Electrical coronas form when electric fields intensified at a sharp point causes the ionization of air. On nights, one can observe coronas on high voltage transmission lines. The name derives from the crown-like appearance. Corona discharge is used in various applications since long, especially where charging of dust is required, e.g., in electrostatic precipitators, photocopying and formation of ozone. Moreover, in the last decade or so, corona discharge has also shown its potential in treatment of gaseous pollutants, e.g., in simultaneous removal of NO2, SO2, CO2 and soot from flue gas and automobile exhaust.
The presence of dust particles is ubiquitous in the corona. An experiment work initiated by Deepak Gupta shows that the corona current pulse gets occasionally modified with an added second spike when dust particles are present close to the needle. We speculated that the modification is due to multiple avalanches in a single corona current pulse when dust particles are present very near a high voltage active electrode.
The experiment required generation of nanosecond high voltage pulses, with fast rise time and a good flat top. We built a pulse-forming line (PFL) for this. A PFL has the capability of providing a flat top rectangular pulse with fast rise time. A rotating spark gap switch acted as the fast-closing switch providing repetitive pulse chain. With a charging voltage of 10 kV, we could generate 20 kV across a matched load and a maximum of 40 kV across an open load with a rise time of ~ 10 ns.
To understand the physical processes behind the generation of these modified pulses, Deepak developed an extensive array of novel diagnostics. Diagnostics for corona discharge is no mean task because of the small dimensions, fast time scales and non-uniform profiles of micro-discharges. He developed a novel, non-intrusive capacitive probe diagnostic for the measurement of spatio-temporal development of the charge density profile of a corona discharge from which the axial electric field and velocity of space charge wave front were estimated. Deepak showed that the space charge in discharge is related to the experimental measurements, done at many points outside the discharge volume, by a Fredholm integral equation of first kind, which does not have a direct analytical solution. Even the numerical solution is ill conditioned in that a small change in data due to inherent random experimental errors can result in a large change in solution. Deepak used an effective and involved regularization technique for numerically solving this equation, to obtain the charge density profiles. This innovative diagnostic is a major invention by Deepak to accurately measure the space and time history of not only corona but also any fast-developing discharge.

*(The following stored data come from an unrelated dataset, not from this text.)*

//! Reasons a raw notification is not treated as a tank query response.
//!
//! Rejections are expected on a noisy wireless channel. They are reported
//! so callers and tests can tell them apart, but a session simply drops the
//! frame and moves on.

use thiserror::Error;

use super::{ENVELOPE_HEADER_LEN, FRAME_MARKER, QUERY_RESPONSE_MARKER};

/// Why [`Envelope::parse`](super::Envelope::parse) declined a frame.
#[derive(Clone, Copy, Debug, Error, PartialEq, Eq)]
pub enum EnvelopeRejection {
    /// The frame cannot hold the envelope header.
    #[error("frame too short: {len} bytes < {min}", min = ENVELOPE_HEADER_LEN)]
    TooShort {
        /// Length of the rejected frame.
        len: usize,
    },
    /// The leading marker byte did not match.
    #[error("unexpected frame marker {found:#04x}, expected {expected:#04x}", expected = FRAME_MARKER)]
    BadFrameMarker {
        /// Byte found in the marker position.
        found: u8,
    },
    /// The frame is not a query response.
    #[error(
        "not a query response: marker {found:#04x}, expected {expected:#04x}",
        expected = QUERY_RESPONSE_MARKER
    )]
    NotQueryResponse {
        /// Byte found in the query-response marker position.
        found: u8,
    },
    /// The identifier byte is outside `0xE0..=0xE9`.
    #[error("unrecognised query identifier {found:#04x}")]
    UnknownQueryId {
        /// Byte found in the identifier position.
        found: u8,
    },
}

impl EnvelopeRejection {
    /// Short label used in trace output.
    #[must_use]
    pub const fn reason(&self) -> &'static str {
        match self {
            Self::TooShort { .. } => "too_short",
            Self::BadFrameMarker { .. } => "bad_frame_marker",
            Self::NotQueryResponse { .. } => "not_query_response",
            Self::UnknownQueryId { .. } => "unknown_query_id",
        }
    }
}
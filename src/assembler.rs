//! Concatenation of completed assemblies into a single payload.
//!
//! The assembled payload is the fragment bodies back to back, in arrival
//! order, with nothing inserted between them. Fragment boundaries and the
//! response type of each fragment are kept alongside the bytes: the response
//! type is the first code byte of the fragment's stuffed message, so the
//! decode pipeline needs it back to undo the stuffing.

use bytes::{Bytes, BytesMut};

use crate::{
    correlator::PendingAssembly,
    envelope::{QUERY_HEADER_LEN, QueryId, ResponseType},
};

/// Fully collected response awaiting decoding.
#[derive(Clone, Debug, PartialEq, Eq)]
pub struct AssembledPayload {
    query_id: QueryId,
    bytes: Bytes,
    fragment_ends: Vec<usize>,
    response_types: Vec<ResponseType>,
}

impl AssembledPayload {
    /// Build a payload from `(response type, body)` pairs in arrival order.
    ///
    /// # Examples
    ///
    /// ```
    /// use tanklink::{AssembledPayload, QueryId, ResponseType};
    ///
    /// let payload = AssembledPayload::from_fragments(
    ///     QueryId::E0,
    ///     [
    ///         (ResponseType(0x43), &[0x02_u8, 0xE0, 0xAA][..]),
    ///         (ResponseType::TERMINAL, &[0x02_u8, 0xE0, 0xBB, 0xCC][..]),
    ///     ],
    /// );
    /// assert_eq!(payload.as_bytes(), &[0x02, 0xE0, 0xAA, 0x02, 0xE0, 0xBB, 0xCC]);
    /// assert_eq!(payload.fragment_count(), 2);
    /// assert_eq!(payload.fragment_data(), vec![0xAA_u8, 0xBB, 0xCC]);
    /// ```
    #[must_use]
    pub fn from_fragments<'a, I>(query_id: QueryId, fragments: I) -> Self
    where
        I: IntoIterator<Item = (ResponseType, &'a [u8])>,
    {
        let mut bytes = BytesMut::new();
        let mut fragment_ends = Vec::new();
        let mut response_types = Vec::new();
        for (response_type, body) in fragments {
            bytes.extend_from_slice(body);
            fragment_ends.push(bytes.len());
            response_types.push(response_type);
        }
        Self {
            query_id,
            bytes: bytes.freeze(),
            fragment_ends,
            response_types,
        }
    }

    /// Identifier of the completed response.
    #[must_use]
    pub const fn query_id(&self) -> QueryId { self.query_id }

    /// Concatenated fragment bodies.
    #[must_use]
    pub fn as_bytes(&self) -> &[u8] { &self.bytes }

    /// Consume the payload, returning the concatenated bytes.
    #[must_use]
    pub fn into_bytes(self) -> Bytes { self.bytes }

    /// Total length of the concatenated bodies.
    #[must_use]
    pub fn len(&self) -> usize { self.bytes.len() }

    /// Whether the payload holds no bytes at all.
    #[must_use]
    pub fn is_empty(&self) -> bool { self.bytes.is_empty() }

    /// Number of fragments the payload was built from.
    #[must_use]
    pub fn fragment_count(&self) -> usize { self.fragment_ends.len() }

    /// Response type of each fragment in arrival order.
    #[must_use]
    pub fn response_types(&self) -> &[ResponseType] { &self.response_types }

    /// Iterate over the individual fragment bodies.
    pub fn fragments(&self) -> impl Iterator<Item = &[u8]> + '_ {
        let starts = std::iter::once(0).chain(self.fragment_ends.iter().copied());
        starts
            .zip(self.fragment_ends.iter().copied())
            .map(|(start, end)| &self.bytes[start..end])
    }

    /// Each fragment as it was stuffed on the wire: its response type byte
    /// followed by its body, without the start-of-frame separator.
    pub fn stuffed_fragments(&self) -> impl Iterator<Item = Vec<u8>> + '_ {
        self.response_types
            .iter()
            .zip(self.fragments())
            .map(|(response_type, body)| {
                let mut stuffed = Vec::with_capacity(body.len() + 1);
                stuffed.push(response_type.0);
                stuffed.extend_from_slice(body);
                stuffed
            })
    }

    /// Fragment bodies with their query header removed, concatenated.
    #[must_use]
    pub fn fragment_data(&self) -> Vec<u8> {
        let mut data = Vec::with_capacity(self.data_len());
        for fragment in self.fragments() {
            data.extend_from_slice(fragment.get(QUERY_HEADER_LEN..).unwrap_or_default());
        }
        data
    }

    /// Bytes carried after the per-fragment query headers.
    #[must_use]
    pub fn data_len(&self) -> usize {
        self.fragments()
            .map(|fragment| fragment.len().saturating_sub(QUERY_HEADER_LEN))
            .sum()
    }
}

/// Concatenate a completed assembly's fragments in arrival order.
#[must_use]
pub fn assemble(assembly: &PendingAssembly) -> AssembledPayload {
    let payload = AssembledPayload::from_fragments(
        assembly.query_id(),
        assembly
            .response_types()
            .iter()
            .copied()
            .zip(assembly.fragments().iter().map(AsRef::as_ref)),
    );
    tracing::debug!(
        query_id = %payload.query_id(),
        fragments = payload.fragment_count(),
        payload_len = payload.len(),
        data_len = payload.data_len(),
        "assembled response payload"
    );
    payload
}

#[cfg(test)]
mod tests {
    use std::time::Instant;

    use bytes::Bytes;

    use super::{AssembledPayload, assemble};
    use crate::{
        correlator::PendingAssembly,
        envelope::{QueryId, ResponseType},
    };

    const CONTINUATION: ResponseType = ResponseType(0x4B);

    fn assembly_of(query_id: QueryId, bodies: &[&'static [u8]]) -> PendingAssembly {
        let now = Instant::now();
        let mut assembly = PendingAssembly::new(query_id, now);
        for &body in bodies {
            assembly.push(CONTINUATION, Bytes::from_static(body), now);
        }
        assembly
    }

    #[test]
    fn concatenates_in_arrival_order_without_delimiters() {
        let assembly = assembly_of(QueryId::E5, &[b"\x02\xE5ab", b"\x02\xE5cd", b"\x02\xE5e"]);
        let payload = assemble(&assembly);

        assert_eq!(payload.query_id(), QueryId::E5);
        assert_eq!(payload.as_bytes(), b"\x02\xE5ab\x02\xE5cd\x02\xE5e");
        assert_eq!(payload.fragment_count(), 3);
        assert_eq!(payload.len(), 13);
    }

    #[test]
    fn data_length_discounts_each_query_header() {
        let assembly = assembly_of(QueryId::E0, &[b"\x02\xE0abc", b"\x02\xE0de"]);
        let payload = assemble(&assembly);

        assert_eq!(payload.data_len(), 5);
        assert_eq!(payload.fragment_data(), b"abcde");
    }

    #[test]
    fn header_only_fragments_contribute_no_data() {
        let payload = AssembledPayload::from_fragments(
            QueryId::E1,
            [
                (CONTINUATION, &b"\x02\xE1"[..]),
                (CONTINUATION, &b"\x02"[..]),
                (ResponseType::TERMINAL, &b"\x02\xE1z"[..]),
            ],
        );

        assert_eq!(payload.data_len(), 1);
        assert_eq!(payload.fragment_data(), b"z");
    }

    #[test]
    fn fragments_iterate_original_bodies() {
        let payload = AssembledPayload::from_fragments(
            QueryId::E2,
            [
                (CONTINUATION, &b"one"[..]),
                (CONTINUATION, &b""[..]),
                (ResponseType::TERMINAL, &b"three"[..]),
            ],
        );
        let fragments: Vec<&[u8]> = payload.fragments().collect();

        assert_eq!(fragments, vec![&b"one"[..], &b""[..], &b"three"[..]]);
    }

    #[test]
    fn stuffed_fragments_restore_the_leading_code_byte() {
        let now = Instant::now();
        let mut assembly = PendingAssembly::new(QueryId::E4, now);
        assembly.push(ResponseType(0x45), Bytes::from_static(b"\x02\xE4\x01"), now);
        assembly.push(ResponseType::TERMINAL, Bytes::from_static(b"\x02\xE4"), now);
        let payload = assemble(&assembly);

        assert_eq!(
            payload.response_types(),
            &[ResponseType(0x45), ResponseType::TERMINAL]
        );
        let stuffed: Vec<Vec<u8>> = payload.stuffed_fragments().collect();
        assert_eq!(
            stuffed,
            vec![vec![0x45, 0x02, 0xE4, 0x01], vec![0x0A, 0x02, 0xE4]]
        );
    }

    #[test]
    fn empty_assembly_yields_empty_payload() {
        let payload = assemble(&assembly_of(QueryId::E3, &[]));
        assert!(payload.is_empty());
        assert_eq!(payload.fragment_count(), 0);
        assert!(payload.fragment_data().is_empty());
        assert_eq!(payload.stuffed_fragments().count(), 0);
    }
}
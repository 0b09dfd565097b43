//! Consistent overhead byte stuffing as spoken by the device.
//!
//! Messages are separated by [`FRAME_CHAR`]. Each block opens with a code
//! byte: the low six bits count the literal bytes that follow (at most 63)
//! and every multiple of 64 above that appends one zero once the literals
//! are consumed (at most three). Unlike textbook COBS, no implicit zero
//! closes a block.

use thiserror::Error;

/// Byte separating encoded messages.
pub const FRAME_CHAR: u8 = 0x00;
/// Largest literal run a single code byte can announce.
pub const MAX_DATA_BYTES: u8 = 0x3F;
/// Code byte increment announcing one trailing zero.
const ZERO_STEP: u8 = 0x40;
/// Code bytes at or above this value cannot announce another zero.
const MAX_ZERO_CODE: u8 = 0xC0;

/// Malformed byte-stuffed input.
#[derive(Clone, Copy, Debug, Error, PartialEq, Eq)]
pub enum CobsError {
    /// A separator arrived before the current block was consumed.
    #[error("message ended with {remaining} stuffed bytes outstanding")]
    Truncated {
        /// Literal bytes the code byte still announced.
        remaining: u8,
    },
    /// Input ended without a closing separator.
    #[error("stream ended inside a message ({buffered} bytes buffered)")]
    Unterminated {
        /// Decoded bytes waiting for the separator.
        buffered: usize,
    },
}

/// Incremental decoder fed one byte at a time.
#[derive(Debug, Default)]
pub struct CobsDecoder {
    code: u8,
    message: Vec<u8>,
}

impl CobsDecoder {
    /// Create an idle decoder.
    #[must_use]
    pub fn new() -> Self { Self::default() }

    /// Feed one byte, returning a message when a separator completes one.
    ///
    /// Empty messages, such as the start-of-frame separator some senders
    /// emit, yield `Ok(None)`.
    ///
    /// # Errors
    ///
    /// Returns [`CobsError::Truncated`] when a separator interrupts a block.
    /// The decoder is reset and ready for the next message.
    pub fn push(&mut self, byte: u8) -> Result<Option<Vec<u8>>, CobsError> {
        if byte == FRAME_CHAR {
            let remaining = std::mem::take(&mut self.code);
            let message = std::mem::take(&mut self.message);
            if remaining != 0 {
                return Err(CobsError::Truncated { remaining });
            }
            return Ok((!message.is_empty()).then_some(message));
        }

        if self.code == 0 {
            self.code = byte;
        } else {
            self.code -= 1;
            self.message.push(byte);
        }
        while self.code != 0 && self.code & MAX_DATA_BYTES == 0 {
            self.message.push(FRAME_CHAR);
            self.code -= ZERO_STEP;
        }
        Ok(None)
    }

    /// Whether no partial message is buffered.
    #[must_use]
    pub fn is_idle(&self) -> bool { self.code == 0 && self.message.is_empty() }
}

/// Decode every message in `input`.
///
/// # Errors
///
/// Returns a [`CobsError`] if a block is truncated or the input does not end
/// with a separator.
///
/// # Examples
///
/// ```
/// use tanklink::decode::cobs::{decode_all, encode};
///
/// let mut stream = encode(&[0x11, 0x00, 0x22]);
/// stream.extend(encode(&[0x33]));
/// assert_eq!(decode_all(&stream), Ok(vec![vec![0x11, 0x00, 0x22], vec![0x33]]));
/// ```
pub fn decode_all(input: &[u8]) -> Result<Vec<Vec<u8>>, CobsError> {
    let mut decoder = CobsDecoder::new();
    let mut messages = Vec::new();
    for &byte in input {
        if let Some(message) = decoder.push(byte)? {
            messages.push(message);
        }
    }
    if !decoder.is_idle() {
        return Err(CobsError::Unterminated {
            buffered: decoder.message.len(),
        });
    }
    Ok(messages)
}

/// Encode one message and append the closing separator.
#[must_use]
pub fn encode(data: &[u8]) -> Vec<u8> {
    let mut out = Vec::with_capacity(data.len() + data.len() / usize::from(MAX_DATA_BYTES) + 2);
    let mut rest = data;
    while !rest.is_empty() {
        let code_at = out.len();
        out.push(FRAME_CHAR);
        let mut code = 0_u8;
        while let Some((&byte, tail)) = rest.split_first()
            && byte != FRAME_CHAR
            && code < MAX_DATA_BYTES
        {
            out.push(byte);
            code += 1;
            rest = tail;
        }
        while let Some((&FRAME_CHAR, tail)) = rest.split_first()
            && code < MAX_ZERO_CODE
        {
            code += ZERO_STEP;
            rest = tail;
        }
        out[code_at] = code;
    }
    out.push(FRAME_CHAR);
    out
}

To quantify the interaction of charged dust particles with discharge, Deepak simultaneously measured the charge and location of dust particles by photographing the trajectories of particles at the instant of occurrence of modified pulse. He derived a relation to estimate the charge on the dust from the deflected dust trajectory, under the influence of electrical, gravitational and gas drag force. Deepak invented a triggering method to capture and record the elusive modified pulses in a train of unmodified pulses, which is also published in Review of Scientific Instrument Journal. This simple and yet powerful technique developed by Deepak helped to systematically study the interaction of dust with discharge and provided the quantitative measurements to compare the experimental results with the computer simulation, which Deepak also did extensively during his Ph.D. The axial electric field due to space charge is also estimated by considering the discharge to be of finite radius and with uniformly distributed charge density along the radial direction.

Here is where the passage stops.